As a rule, families are holistic units and primary educators to the offspring that ensure deeper understanding and provide insights into social life. When parents get separated, their children are deprived of such an opportunity. Furthermore, a lack of parental control is characterized by increased violence in boys. The researchers identify that “boys need positive identification with their fathers in order to control their behavior” (Haimi & Lerner, 2016, p. 2).
The economic determinant is another factor that influences children’s wellbeing in one-parent families. Obviously, the cooperation of two spouses results in a stable financial background of the family, while a single parent may struggle with various household, personal, and child expenses, which often leads to searching for additional income.
Insufficient parental involvement in children’s lives also affects academic performance and behavioral traits of the latter. Family dissolution impacts children’s schooling because it reduces resources available for education (Kreidl, Stipkova, & Hubatkova, 2017). When children are left on their own, while single parents are struggling with the additional workload, they tend to face both educational and personal obstacles. Meanwhile, high parental involvement in school results in “better academic functioning, higher scores, fewer absences, and positive attitudes towards school” (Haimi & Lerner, 2016, p. 2).

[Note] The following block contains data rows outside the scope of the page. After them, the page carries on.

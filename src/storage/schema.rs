//! Declarative table schema
//!
//! The whole table set is plain data: one [`TableSpec`] per record
//! collection, listed in open order, each naming its sequence, its value
//! index and its secondary indexes. [`Database`](super::Database) walks this
//! list to register, open and attach everything.

use super::kv::{Comparator, Extractor};
use crate::record::{
    base, compare, ActiveDownloadRecord, AgentRecord, AsnRecord, CityRecord, CountryRecord, DailyHostRecord,
    DailyRecord, DownloadRecord, ErrorRecord, FieldFn, HostRecord, HourlyRecord, Record, ReferrerRecord,
    SearchRecord, StatusCodeRecord, SystemRecord, TotalsRecord, UrlRecord, UserRecord, ValueRecord,
    VisitRecord,
};
use crate::error::Result;
use std::sync::Arc;

/// Which record kinds an index accepts
#[derive(Debug, Clone, Copy, PartialEq, Eq)]
pub enum KindFilter {
    All,
    /// Per-entity rankings never show group rows
    RegularOnly,
    GroupsOnly,
}

impl KindFilter {
    pub fn accepts(self, data: &[u8]) -> bool {
        match self {
            KindFilter::All => true,
            KindFilter::RegularOnly => !base::is_group(data),
            KindFilter::GroupsOnly => base::is_group(data),
        }
    }
}

/// Build an extractor that indexes one packed field
pub fn field_extractor(field: FieldFn, filter: KindFilter) -> Extractor {
    Arc::new(move |_key: &[u8], data: &[u8]| -> Result<Option<Vec<u8>>> {
        if !filter.accepts(data) {
            return Ok(None);
        }
        Ok(Some(field(data)?.to_vec()))
    })
}

#[derive(Clone)]
pub struct IndexSpec {
    pub name: String,
    pub compare: Comparator,
    pub dup_compare: Comparator,
    pub field: FieldFn,
    pub filter: KindFilter,
}

impl IndexSpec {
    fn counter(name: impl Into<String>, field: FieldFn, filter: KindFilter) -> Self {
        Self {
            name: name.into(),
            compare: compare::u64_le,
            dup_compare: compare::u64_le,
            field,
            filter,
        }
    }

    pub fn extractor(&self) -> Extractor {
        field_extractor(self.field, self.filter)
    }
}

#[derive(Clone)]
pub struct TableSpec {
    pub name: &'static str,
    pub compare: Comparator,
    /// Ids come from the table's own sequence
    pub sequence: bool,
    /// Accessor of the stored value hash, for text-keyed tables
    pub value_hash: Option<FieldFn>,
    pub indexes: Vec<IndexSpec>,
}

impl TableSpec {
    /// Table of one record type, keyed by its record key
    pub fn keyed<R: Record>() -> Self {
        Self {
            name: R::TABLE,
            compare: compare::u64_le,
            sequence: false,
            value_hash: None,
            indexes: Vec::new(),
        }
    }

    /// Text-keyed table with a sequence and a value index
    pub fn text_keyed<R: ValueRecord>() -> Self {
        Self {
            sequence: true,
            value_hash: Some(R::value_hash_field),
            ..Self::keyed::<R>()
        }
    }

    /// Add a counter index named `<table>.<suffix>`
    pub fn index(mut self, suffix: &str, field: FieldFn, filter: KindFilter) -> Self {
        let name = format!("{}.{}", self.name, suffix);
        self.indexes.push(IndexSpec::counter(name, field, filter));
        self
    }

    pub fn values_name(&self) -> String {
        format!("{}.values", self.name)
    }
}

/// Ordered list of every table
#[derive(Clone, Default)]
pub struct Schema {
    tables: Vec<TableSpec>,
}

impl Schema {
    pub fn new(tables: Vec<TableSpec>) -> Self {
        Self { tables }
    }

    /// Every table a web log dataset uses
    pub fn standard() -> Self {
        use KindFilter::{GroupsOnly, RegularOnly};

        Self::new(vec![
            TableSpec::keyed::<SystemRecord>(),
            TableSpec::text_keyed::<UrlRecord>()
                .index("hits", UrlRecord::field_hits, RegularOnly)
                .index("xfer", UrlRecord::field_xfer, RegularOnly)
                .index("entry", UrlRecord::field_entry, RegularOnly)
                .index("exit", UrlRecord::field_exit, RegularOnly)
                .index("groups.hits", UrlRecord::field_hits, GroupsOnly)
                .index("groups.xfer", UrlRecord::field_xfer, GroupsOnly),
            TableSpec::text_keyed::<HostRecord>()
                .index("hits", HostRecord::field_hits, RegularOnly)
                .index("xfer", HostRecord::field_xfer, RegularOnly)
                .index("groups.hits", HostRecord::field_hits, GroupsOnly)
                .index("groups.xfer", HostRecord::field_xfer, GroupsOnly),
            TableSpec::keyed::<VisitRecord>(),
            TableSpec::text_keyed::<DownloadRecord>().index("xfer", DownloadRecord::field_xfer, RegularOnly),
            TableSpec::keyed::<ActiveDownloadRecord>(),
            TableSpec::text_keyed::<AgentRecord>()
                .index("hits", AgentRecord::field_hits, RegularOnly)
                .index("visits", AgentRecord::field_visits, RegularOnly)
                .index("groups.visits", AgentRecord::field_visits, GroupsOnly),
            TableSpec::text_keyed::<ReferrerRecord>()
                .index("hits", ReferrerRecord::field_hits, RegularOnly)
                .index("groups.hits", ReferrerRecord::field_hits, GroupsOnly),
            TableSpec::text_keyed::<SearchRecord>().index("hits", SearchRecord::field_hits, RegularOnly),
            TableSpec::text_keyed::<UserRecord>()
                .index("hits", UserRecord::field_hits, RegularOnly)
                .index("groups.hits", UserRecord::field_hits, GroupsOnly),
            TableSpec::text_keyed::<ErrorRecord>().index("hits", ErrorRecord::field_hits, RegularOnly),
            TableSpec::text_keyed::<DailyHostRecord>(),
            TableSpec::keyed::<StatusCodeRecord>(),
            TableSpec::keyed::<DailyRecord>(),
            TableSpec::keyed::<HourlyRecord>(),
            TableSpec::keyed::<TotalsRecord>(),
            TableSpec::keyed::<CountryRecord>(),
            TableSpec::keyed::<CityRecord>(),
            TableSpec::keyed::<AsnRecord>(),
        ])
    }

    pub fn tables(&self) -> &[TableSpec] {
        &self.tables
    }

    pub fn table(&self, name: &str) -> Option<&TableSpec> {
        self.tables.iter().find(|spec| spec.name == name)
    }

    pub fn with_table(mut self, spec: TableSpec) -> Self {
        self.tables.push(spec);
        self
    }
}
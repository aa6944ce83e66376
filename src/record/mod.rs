//! Keyed record model
//!
//! A record is a 64-bit key plus a versioned data payload. The key is packed
//! separately from the data and never counts toward [`Record::data_size`].
//!
//! ```text
//! key:   [u64 LE]
//! data:  [version u16][type fields...]
//! text-keyed data:
//!        [version u16][kind u8][value text][hash u64 somewhere][type fields...]
//! ```
//!
//! Text-keyed records (hosts, URLs, agents, ...) implement [`ValueRecord`]
//! so they can be found by value through a hash index. Each type also
//! exposes field accessors that locate one field in a raw data buffer
//! without decoding the rest; secondary index extractors are built from
//! them.

pub mod arena;
pub mod state;

mod active_download;
mod agent;
mod asn;
mod city;
mod country;
mod daily;
mod daily_host;
mod download;
mod errors;
mod host;
mod referrer;
mod search;
mod status_code;
mod system;
mod totals;
mod url;
mod user;
mod visit;

pub use active_download::ActiveDownloadRecord;
pub use agent::AgentRecord;
pub use arena::{Arena, Handle};
pub use asn::AsnRecord;
pub use city::CityRecord;
pub use country::CountryRecord;
pub use daily::{DailyRecord, HourlyAverages, HourlyPeaks, HourlyRecord};
pub use daily_host::DailyHostRecord;
pub use download::DownloadRecord;
pub use errors::ErrorRecord;
pub use host::HostRecord;
pub use referrer::ReferrerRecord;
pub use search::SearchRecord;
pub use state::{StorageState, Stored};
pub use status_code::StatusCodeRecord;
pub use system::SystemRecord;
pub use totals::{
    GroupTotals, HourTotals, LengthStats, ProcTimes, RobotTotals, SpamTotals, TotalsRecord, VisitPeak,
};
pub use url::UrlRecord;
pub use user::UserRecord;
pub use visit::VisitRecord;

use crate::codec::{self, Reader, Writer};
use crate::error::{Error, Result};
use std::cmp::Ordering;

/// Size of a packed record key
pub const KEY_SIZE: usize = 8;

/// Size of the version prefix of every data payload
pub const VERSION_SIZE: usize = 2;

/// Regular entity or group/aggregate row
#[derive(Debug, Clone, Copy, PartialEq, Eq, Hash, PartialOrd, Ord, Default)]
pub enum RecordKind {
    #[default]
    Regular,
    Group,
}

impl RecordKind {
    pub fn to_u8(self) -> u8 {
        match self {
            RecordKind::Regular => 0,
            RecordKind::Group => 2,
        }
    }

    pub fn from_u8(value: u8) -> Self {
        if value == 2 {
            RecordKind::Group
        } else {
            RecordKind::Regular
        }
    }

    pub fn is_group(self) -> bool {
        self == RecordKind::Group
    }
}

/// Post-decode hook run before a read returns the record
pub type UnpackHook<'a, R> = &'a mut dyn FnMut(&mut R) -> Result<()>;

/// Locates one field inside a raw data buffer
pub type FieldFn = fn(&[u8]) -> Result<&[u8]>;

/// Capability interface shared by every persisted record type
pub trait Record: Sized {
    /// Type name used in diagnostics
    const NAME: &'static str;

    /// Layout version written by this build
    const VERSION: u16;

    /// Name of the primary table holding this type
    const TABLE: &'static str;

    fn key(&self) -> u64;

    fn set_key(&mut self, key: u64);

    fn kind(&self) -> RecordKind {
        RecordKind::Regular
    }

    /// Packed size of the data payload, version included
    fn data_size(&self) -> usize;

    /// Write every field that follows the version prefix
    fn pack_fields(&self, w: &mut Writer<'_>) -> Result<()>;

    /// Read every field that follows the version prefix, as laid out by
    /// `version`. Fields absent from older versions get defaults.
    fn unpack_fields(&mut self, r: &mut Reader<'_>, version: u16) -> Result<()>;

    fn pack_key(&self) -> [u8; KEY_SIZE] {
        self.key().to_le_bytes()
    }

    fn unpack_key(&mut self, buf: &[u8]) -> Result<()> {
        let key = codec::read_at::<u64>(buf, 0)?;
        if buf.len() != KEY_SIZE {
            return Err(Error::Format {
                record: Self::NAME,
                decoded: KEY_SIZE,
                expected: buf.len(),
            });
        }
        self.set_key(key);
        Ok(())
    }

    /// Pack the data payload into `buf`; returns the packed size
    fn pack_data(&self, buf: &mut [u8]) -> Result<usize> {
        let mut w = Writer::new(buf);
        w.put(&Self::VERSION)?;
        self.pack_fields(&mut w)?;

        let size = self.data_size();
        if w.position() != size {
            return Err(Error::Format {
                record: Self::NAME,
                decoded: w.position(),
                expected: size,
            });
        }
        Ok(size)
    }

    /// Unpack a data payload and run `hook`; returns the bytes consumed
    fn unpack_data(&mut self, buf: &[u8], hook: Option<UnpackHook<'_, Self>>) -> Result<usize> {
        let mut r = Reader::new(buf);
        let version = r.get::<u16>()?;
        if version == 0 || version > Self::VERSION {
            return Err(Error::UnsupportedVersion {
                record: Self::NAME,
                found: version,
                supported: Self::VERSION,
            });
        }
        self.unpack_fields(&mut r, version)?;

        if let Some(hook) = hook {
            hook(self)?;
        }
        Ok(r.position())
    }

    /// Pack into a freshly allocated buffer
    fn to_data(&self) -> Result<Vec<u8>> {
        let mut buf = vec![0u8; self.data_size()];
        self.pack_data(&mut buf)?;
        Ok(buf)
    }
}

/// Records identified by a text value rather than business data
pub trait ValueRecord: Record {
    fn value(&self) -> &str;

    fn hash_value(&self) -> u64 {
        hash_str(0, self.value())
    }

    /// Compare this record's identity against a packed data buffer.
    /// Kind decides first so a group never matches a regular record with
    /// the same text.
    fn compare_value(&self, data: &[u8]) -> Result<Ordering> {
        let (kind, value) = base::unpack_ident(data)?;
        Ok(self
            .kind()
            .cmp(&kind)
            .then_with(|| self.value().cmp(value.as_str())))
    }

    /// Accessor for the stored value hash
    fn value_hash_field(data: &[u8]) -> Result<&[u8]>;
}

/// 64-bit sdbm hash, chainable through `seed`
pub fn hash_bytes(seed: u64, bytes: &[u8]) -> u64 {
    bytes.iter().fold(seed, |h, &b| {
        u64::from(b)
            .wrapping_add(h << 6)
            .wrapping_add(h << 16)
            .wrapping_sub(h)
    })
}

pub fn hash_str(seed: u64, value: &str) -> u64 {
    hash_bytes(seed, value.as_bytes())
}

pub fn hash_num(seed: u64, value: u64) -> u64 {
    hash_bytes(seed, &value.to_le_bytes())
}

/// Shared prefix of text-keyed records: `[version][kind][value]`
pub mod base {
    use super::*;

    pub const KIND_OFFSET: usize = VERSION_SIZE;

    pub fn size(value: &str) -> usize {
        VERSION_SIZE + 1 + codec::size_of_str(value)
    }

    pub fn pack(w: &mut Writer<'_>, kind: RecordKind, value: &str) -> Result<()> {
        w.put(&kind.to_u8())?;
        w.put_str(value)
    }

    pub fn unpack(r: &mut Reader<'_>) -> Result<(RecordKind, String)> {
        let kind = RecordKind::from_u8(r.get()?);
        let value = r.get::<String>()?;
        Ok((kind, value))
    }

    pub fn unpack_ident(data: &[u8]) -> Result<(RecordKind, String)> {
        unpack(&mut Reader::at(data, KIND_OFFSET))
    }

    pub fn kind(data: &[u8]) -> Result<RecordKind> {
        codec::read_at::<u8>(data, KIND_OFFSET).map(RecordKind::from_u8)
    }

    pub fn is_group(data: &[u8]) -> bool {
        matches!(kind(data), Ok(RecordKind::Group))
    }

    /// Offset of the first type-specific field
    pub fn fields_offset(data: &[u8]) -> Result<usize> {
        codec::skip_field::<String>(data, KIND_OFFSET + 1)
    }
}

/// Byte-order stable comparators over packed fields
pub mod compare {
    use std::cmp::Ordering;

    fn as_u64(buf: &[u8]) -> Option<u64> {
        buf.get(..8)?.try_into().ok().map(u64::from_le_bytes)
    }

    fn as_f64(buf: &[u8]) -> Option<f64> {
        buf.get(..8)?.try_into().ok().map(f64::from_le_bytes)
    }

    pub fn u64_le(a: &[u8], b: &[u8]) -> Ordering {
        match (as_u64(a), as_u64(b)) {
            (Some(x), Some(y)) => x.cmp(&y),
            _ => a.cmp(b),
        }
    }

    pub fn f64_le(a: &[u8], b: &[u8]) -> Ordering {
        match (as_f64(a), as_f64(b)) {
            (Some(x), Some(y)) => x.total_cmp(&y),
            _ => a.cmp(b),
        }
    }

    pub fn bytes(a: &[u8], b: &[u8]) -> Ordering {
        a.cmp(b)
    }
}


#[cfg(test)]
mod tests {
    use super::*;

    #[test]
    fn test_sdbm_hash() {
        assert_eq!(hash_str(0, ""), 0);
        assert_eq!(hash_str(0, "a"), 97);
        // h = 'b' + (97 << 6) + (97 << 16) - 97
        assert_eq!(hash_str(0, "ab"), 98 + (97 << 6) + (97 << 16) - 97);
        assert_ne!(hash_str(0, "abc"), hash_str(0, "acb"));
        assert_eq!(hash_str(hash_str(0, "ab"), "c"), hash_str(0, "abc"));
    }

    #[test]
    fn test_kind_bytes() {
        assert_eq!(RecordKind::Group.to_u8(), 2);
        assert_eq!(RecordKind::from_u8(0), RecordKind::Regular);
        assert_eq!(RecordKind::from_u8(2), RecordKind::Group);
        assert!(RecordKind::Regular < RecordKind::Group);
    }

    #[test]
    fn test_base_prefix() -> Result<()> {
        let mut buf = vec![0u8; base::size("abc") + 8];
        let mut w = Writer::new(&mut buf);
        w.put(&1u16)?;
        base::pack(&mut w, RecordKind::Group, "abc")?;
        w.put(&5u64)?;

        assert!(base::is_group(&buf));
        assert_eq!(base::fields_offset(&buf)?, 10);
        let (kind, value) = base::unpack_ident(&buf)?;
        assert_eq!((kind, value.as_str()), (RecordKind::Group, "abc"));
        Ok(())
    }

    #[test]
    fn test_u64_comparator() {
        let a = 5u64.to_le_bytes();
        let b = 256u64.to_le_bytes();
        assert_eq!(compare::u64_le(&a, &b), Ordering::Less);
        assert_eq!(compare::u64_le(&b, &a), Ordering::Greater);
        assert_eq!(compare::u64_le(&a, &a), Ordering::Equal);
    }
}
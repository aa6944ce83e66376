//! Storage layer
//!
//! # Architecture
//!
//! ```text
//! Database (schema, trickle thread)
//!   └─→ Table "hosts"            primary, keyed by record key
//!        ├─→ hosts.values        value hash → key (duplicates)
//!        ├─→ hosts.hits          hit count  → key (duplicates)
//!        ├─→ hosts.groups.hits   group rows only
//!        └─→ hosts.seq           id sequence
//! ```
//!
//! Every table lives in one [`kv::Environment`]. Secondaries are maintained
//! by the engine on every primary write through extractors built from the
//! record field accessors.

pub mod database;
pub mod kv;
pub mod schema;
pub mod table;

pub use database::{Database, IndexMode, TableStats};
pub use schema::{KindFilter, Schema, TableSpec};
pub use table::{IndexDef, RecordIter, Table};
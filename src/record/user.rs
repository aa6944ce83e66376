//! Authenticated user record

use super::{base, Record, RecordKind, ValueRecord};
use crate::codec::{self, Reader, Tstamp, Writer};
use crate::error::Result;

/// ```text
/// v1: [base][hits][files][xfer][hash]
/// v2: + [avg_time f64][max_time f64]
/// v3: + [last tstamp]
/// ```
#[derive(Debug, Clone, Default, PartialEq)]
pub struct UserRecord {
    pub key: u64,
    pub kind: RecordKind,
    pub user: String,
    pub hits: u64,
    pub files: u64,
    pub xfer: u64,
    pub avg_time: f64,
    pub max_time: f64,
    pub last_seen: Option<Tstamp>,
}

impl UserRecord {
    pub fn new(user: impl Into<String>, kind: RecordKind) -> Self {
        Self {
            user: user.into(),
            kind,
            ..Default::default()
        }
    }

    pub fn field_hits(data: &[u8]) -> Result<&[u8]> {
        codec::field_slice::<u64>(data, base::fields_offset(data)?)
    }
}

impl Record for UserRecord {
    const NAME: &'static str = "UserRecord";
    const VERSION: u16 = 3;
    const TABLE: &'static str = "users";

    fn key(&self) -> u64 {
        self.key
    }

    fn set_key(&mut self, key: u64) {
        self.key = key;
    }

    fn kind(&self) -> RecordKind {
        self.kind
    }

    fn data_size(&self) -> usize {
        base::size(&self.user) + 8 * 4 + 8 * 2 + codec::size_of(&self.last_seen)
    }

    fn pack_fields(&self, w: &mut Writer<'_>) -> Result<()> {
        base::pack(w, self.kind, &self.user)?;
        w.put(&self.hits)?;
        w.put(&self.files)?;
        w.put(&self.xfer)?;
        w.put(&self.hash_value())?;
        w.put(&self.avg_time)?;
        w.put(&self.max_time)?;
        w.put(&self.last_seen)
    }

    fn unpack_fields(&mut self, r: &mut Reader<'_>, version: u16) -> Result<()> {
        (self.kind, self.user) = base::unpack(r)?;
        self.hits = r.get()?;
        self.files = r.get()?;
        self.xfer = r.get()?;
        r.skip::<u64>()?;

        if version >= 2 {
            self.avg_time = r.get()?;
            self.max_time = r.get()?;
        } else {
            self.avg_time = 0.0;
            self.max_time = 0.0;
        }
        self.last_seen = if version >= 3 { r.get()? } else { None };
        Ok(())
    }
}

impl ValueRecord for UserRecord {
    fn value(&self) -> &str {
        &self.user
    }

    fn value_hash_field(data: &[u8]) -> Result<&[u8]> {
        codec::field_slice::<u64>(data, base::fields_offset(data)? + 24)
    }
}
//! Daily and hourly totals

use super::Record;
use crate::codec::{Reader, Writer};
use crate::error::Result;

/// Totals of one day of the month, keyed by the day (1-31)
///
/// ```text
/// v1: [version][hits][files][pages][hosts][visits][xfer]
/// v2: + [max hourly hits][files][pages][xfer][visits][hosts]
///       [avg hourly hits f64][files][pages][xfer][visits][hosts]
///       [hours u16]
/// ```
#[derive(Debug, Clone, Default, PartialEq)]
pub struct DailyRecord {
    pub day: u64,
    pub hits: u64,
    pub files: u64,
    pub pages: u64,
    pub hosts: u64,
    pub visits: u64,
    pub xfer: u64,
    pub max_hourly: HourlyPeaks,
    pub avg_hourly: HourlyAverages,
    /// Hours with traffic
    pub hours: u16,
}

/// Busiest hour of a day, per counter
#[derive(Debug, Clone, Copy, Default, PartialEq)]
pub struct HourlyPeaks {
    pub hits: u64,
    pub files: u64,
    pub pages: u64,
    pub xfer: u64,
    pub visits: u64,
    pub hosts: u64,
}

#[derive(Debug, Clone, Copy, Default, PartialEq)]
pub struct HourlyAverages {
    pub hits: f64,
    pub files: f64,
    pub pages: f64,
    pub xfer: f64,
    pub visits: f64,
    pub hosts: f64,
}

impl DailyRecord {
    pub fn new(day: u64) -> Self {
        Self {
            day,
            ..Default::default()
        }
    }
}

impl Record for DailyRecord {
    const NAME: &'static str = "DailyRecord";
    const VERSION: u16 = 2;
    const TABLE: &'static str = "totals.daily";

    fn key(&self) -> u64 {
        self.day
    }

    fn set_key(&mut self, key: u64) {
        self.day = key;
    }

    fn data_size(&self) -> usize {
        2 + 8 * 6 + 8 * 6 + 8 * 6 + 2
    }

    fn pack_fields(&self, w: &mut Writer<'_>) -> Result<()> {
        for count in [self.hits, self.files, self.pages, self.hosts, self.visits, self.xfer] {
            w.put(&count)?;
        }
        let max = &self.max_hourly;
        for count in [max.hits, max.files, max.pages, max.xfer, max.visits, max.hosts] {
            w.put(&count)?;
        }
        let avg = &self.avg_hourly;
        for value in [avg.hits, avg.files, avg.pages, avg.xfer, avg.visits, avg.hosts] {
            w.put(&value)?;
        }
        w.put(&self.hours)
    }

    fn unpack_fields(&mut self, r: &mut Reader<'_>, version: u16) -> Result<()> {
        self.hits = r.get()?;
        self.files = r.get()?;
        self.pages = r.get()?;
        self.hosts = r.get()?;
        self.visits = r.get()?;
        self.xfer = r.get()?;

        if version < 2 {
            self.max_hourly = HourlyPeaks::default();
            self.avg_hourly = HourlyAverages::default();
            self.hours = 0;
            return Ok(());
        }

        self.max_hourly = HourlyPeaks {
            hits: r.get()?,
            files: r.get()?,
            pages: r.get()?,
            xfer: r.get()?,
            visits: r.get()?,
            hosts: r.get()?,
        };
        self.avg_hourly = HourlyAverages {
            hits: r.get()?,
            files: r.get()?,
            pages: r.get()?,
            xfer: r.get()?,
            visits: r.get()?,
            hosts: r.get()?,
        };
        self.hours = r.get()?;
        Ok(())
    }
}

/// Totals of one hour of the day, keyed by the hour (0-23)
///
/// ```text
/// v1: [version][hits][files][pages][xfer]
/// ```
#[derive(Debug, Clone, Default, PartialEq)]
pub struct HourlyRecord {
    pub hour: u64,
    pub hits: u64,
    pub files: u64,
    pub pages: u64,
    pub xfer: u64,
}

impl HourlyRecord {
    pub fn new(hour: u64) -> Self {
        Self {
            hour,
            ..Default::default()
        }
    }
}

impl Record for HourlyRecord {
    const NAME: &'static str = "HourlyRecord";
    const VERSION: u16 = 1;
    const TABLE: &'static str = "totals.hourly";

    fn key(&self) -> u64 {
        self.hour
    }

    fn set_key(&mut self, key: u64) {
        self.hour = key;
    }

    fn data_size(&self) -> usize {
        2 + 8 * 4
    }

    fn pack_fields(&self, w: &mut Writer<'_>) -> Result<()> {
        w.put(&self.hits)?;
        w.put(&self.files)?;
        w.put(&self.pages)?;
        w.put(&self.xfer)
    }

    fn unpack_fields(&mut self, r: &mut Reader<'_>, _version: u16) -> Result<()> {
        self.hits = r.get()?;
        self.files = r.get()?;
        self.pages = r.get()?;
        self.xfer = r.get()?;
        Ok(())
    }
}
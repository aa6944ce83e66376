//! HTTP status code record

use super::Record;
use crate::codec::{Reader, Writer};
use crate::error::Result;

/// Hit count of one HTTP status code, keyed by the code
///
/// ```text
/// v1: [version][count]
/// ```
#[derive(Debug, Clone, Default, PartialEq)]
pub struct StatusCodeRecord {
    pub code: u16,
    pub count: u64,
}

impl StatusCodeRecord {
    pub fn new(code: u16) -> Self {
        Self { code, count: 0 }
    }

    /// Status class, 1 for informational through 5 for server errors
    pub fn class(&self) -> u16 {
        self.code / 100
    }
}

impl Record for StatusCodeRecord {
    const NAME: &'static str = "StatusCodeRecord";
    const VERSION: u16 = 1;
    const TABLE: &'static str = "statuscodes";

    fn key(&self) -> u64 {
        u64::from(self.code)
    }

    fn set_key(&mut self, key: u64) {
        self.code = u16::try_from(key).unwrap_or(0);
    }

    fn data_size(&self) -> usize {
        2 + 8
    }

    fn pack_fields(&self, w: &mut Writer<'_>) -> Result<()> {
        w.put(&self.count)
    }

    fn unpack_fields(&mut self, r: &mut Reader<'_>, _version: u16) -> Result<()> {
        self.count = r.get()?;
        Ok(())
    }
}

Even though parents get separated, paying enough attention to the offspring creates a sense of commitment and cooperation. That way, children can also establish and support stronger bonds with each of the parents and are less likely to suffer from depression. Even when a single parent does not have enough resources for granting premium quality education for the offspring, attention and care create a sense of belonging that assures confidence for children and promotes their emotional stability.
An increasing percentage of divorces in the US imposes a burden on a greater number of children in the country. Depending on the family culture, spouses either decide to separate peacefully or not. While some parents continue taking care of their children equally even after divorce, children still experience stress because of residing in two different houses. In a one-parent family, social and economic obstacles are common, usually influencing children’s behavior, social adaptation, and academic success. That is why parents need to take full responsibility for their children and guarantee future success for them.
Brand, C., Howcroft, G., & Hoelson, C. N. (2017). The voice of the child in parental divorce: Implications for clinical practice and mental health practitioners. Journal of Child & Adolescent Mental Health, 29(2), 169-178.
Haimi, M., & Lerner, A. (2016). The impact of parental separation and divorce on the health status of children, and the ways to improve it. Journal of Clinical & Medical Genomics, 4(1), 1-7.
Kreidl, M., Stipkova, M., & Hubatkova, M. (2017). Parental separation and children’s education in a comparative perspective: Does the burden disappear when separation is more common? Demographic Research, 36(3), 73-110.